Task statement: Beginning with the first line of the data below, extract each line up to and including the one containing "pub const INDEX_EMAIL_VERSION: &str". Copy them exactly and add nothing.

Given data:
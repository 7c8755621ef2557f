//! The single relation provisioning may touch.

use supaforge_core::{CONFIG_SCHEMA, CONFIG_TABLE};

/// Handle on the configuration relation.
///
/// There is no constructor taking a name: the target is fixed at compile
/// time and every planned statement is built from it.
#[derive(Debug, Clone, Copy, PartialEq, Eq)]
pub struct ConfigTarget {
    schema: &'static str,
    table: &'static str,
}

pub const INDEX_EMAIL: &str = "idx_tool_configurations_email";
pub const INDEX_IS_ACTIVE: &str = "idx_tool_configurations_is_active";
pub const INDEX_ACTIVE_PER_EMAIL: &str = "uq_tool_config_active_per_email";
pub const INDEX_EMAIL_VERSION: &str = "uq_tool_config_email_version";

pub const POLICY_SELECT_OWN_ACTIVE: &str = "select_own_active";
pub const POLICY_INSERT_OWN: &str = "insert_own";
pub const POLICY_UPDATE_OWN: &str = "update_own";
pub const POLICY_DEACTIVATE_OWN: &str = "deactivate_own";

/// Indexes in creation order.
pub const INDEXES: [&str; 4] = [
    INDEX_EMAIL,
    INDEX_IS_ACTIVE,
    INDEX_ACTIVE_PER_EMAIL,
    INDEX_EMAIL_VERSION,
];

/// Policies in creation order.
pub const POLICIES: [&str; 4] = [
    POLICY_SELECT_OWN_ACTIVE,
    POLICY_INSERT_OWN,
    POLICY_UPDATE_OWN,
    POLICY_DEACTIVATE_OWN,
];

impl ConfigTarget {
    pub const fn fixed() -> Self {
        Self {
            schema: CONFIG_SCHEMA,
            table: CONFIG_TABLE,
        }
    }

    pub fn schema(&self) -> &'static str {
        self.schema
    }

    pub fn table(&self) -> &'static str {
        self.table
    }

    /// `"public"."tool_configurations"`
    pub fn qualified_ident(&self) -> String {
        format!("{}.{}", quote_ident(self.schema), quote_ident(self.table))
    }

    /// `public.tool_configurations`, for notes and logs.
    pub fn display_name(&self) -> String {
        format!("{}.{}", self.schema, self.table)
    }
}

impl Default for ConfigTarget {
    fn default() -> Self {
        Self::fixed()
    }
}

/// Double-quote an identifier that is known to be a plain word.
pub(crate) fn quote_ident(ident: &str) -> String {
    format!("\"{}\"", ident.replace('"', "\"\""))
}

/// Single-quote a string literal.
pub(crate) fn quote_literal(value: &str) -> String {
    format!("'{}'", value.replace('\'', "''"))
}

Output for this task:
repository 7c8755621ef2557f
//! The single relation provisioning may touch.

use supaforge_core::{CONFIG_SCHEMA, CONFIG_TABLE};

/// Handle on the configuration relation.
///
/// There is no constructor taking a name: the target is fixed at compile
/// time and every planned statement is built from it.
#[derive(Debug, Clone, Copy, PartialEq, Eq)]
pub struct ConfigTarget {
    schema: &'static str,
    table: &'static str,
}

pub const INDEX_EMAIL: &str = "idx_tool_configurations_email";
pub const INDEX_IS_ACTIVE: &str = "idx_tool_configurations_is_active";
pub const INDEX_ACTIVE_PER_EMAIL: &str = "uq_tool_config_active_per_email";
pub const INDEX_EMAIL_VERSION: &str = "uq_tool_config_email_version";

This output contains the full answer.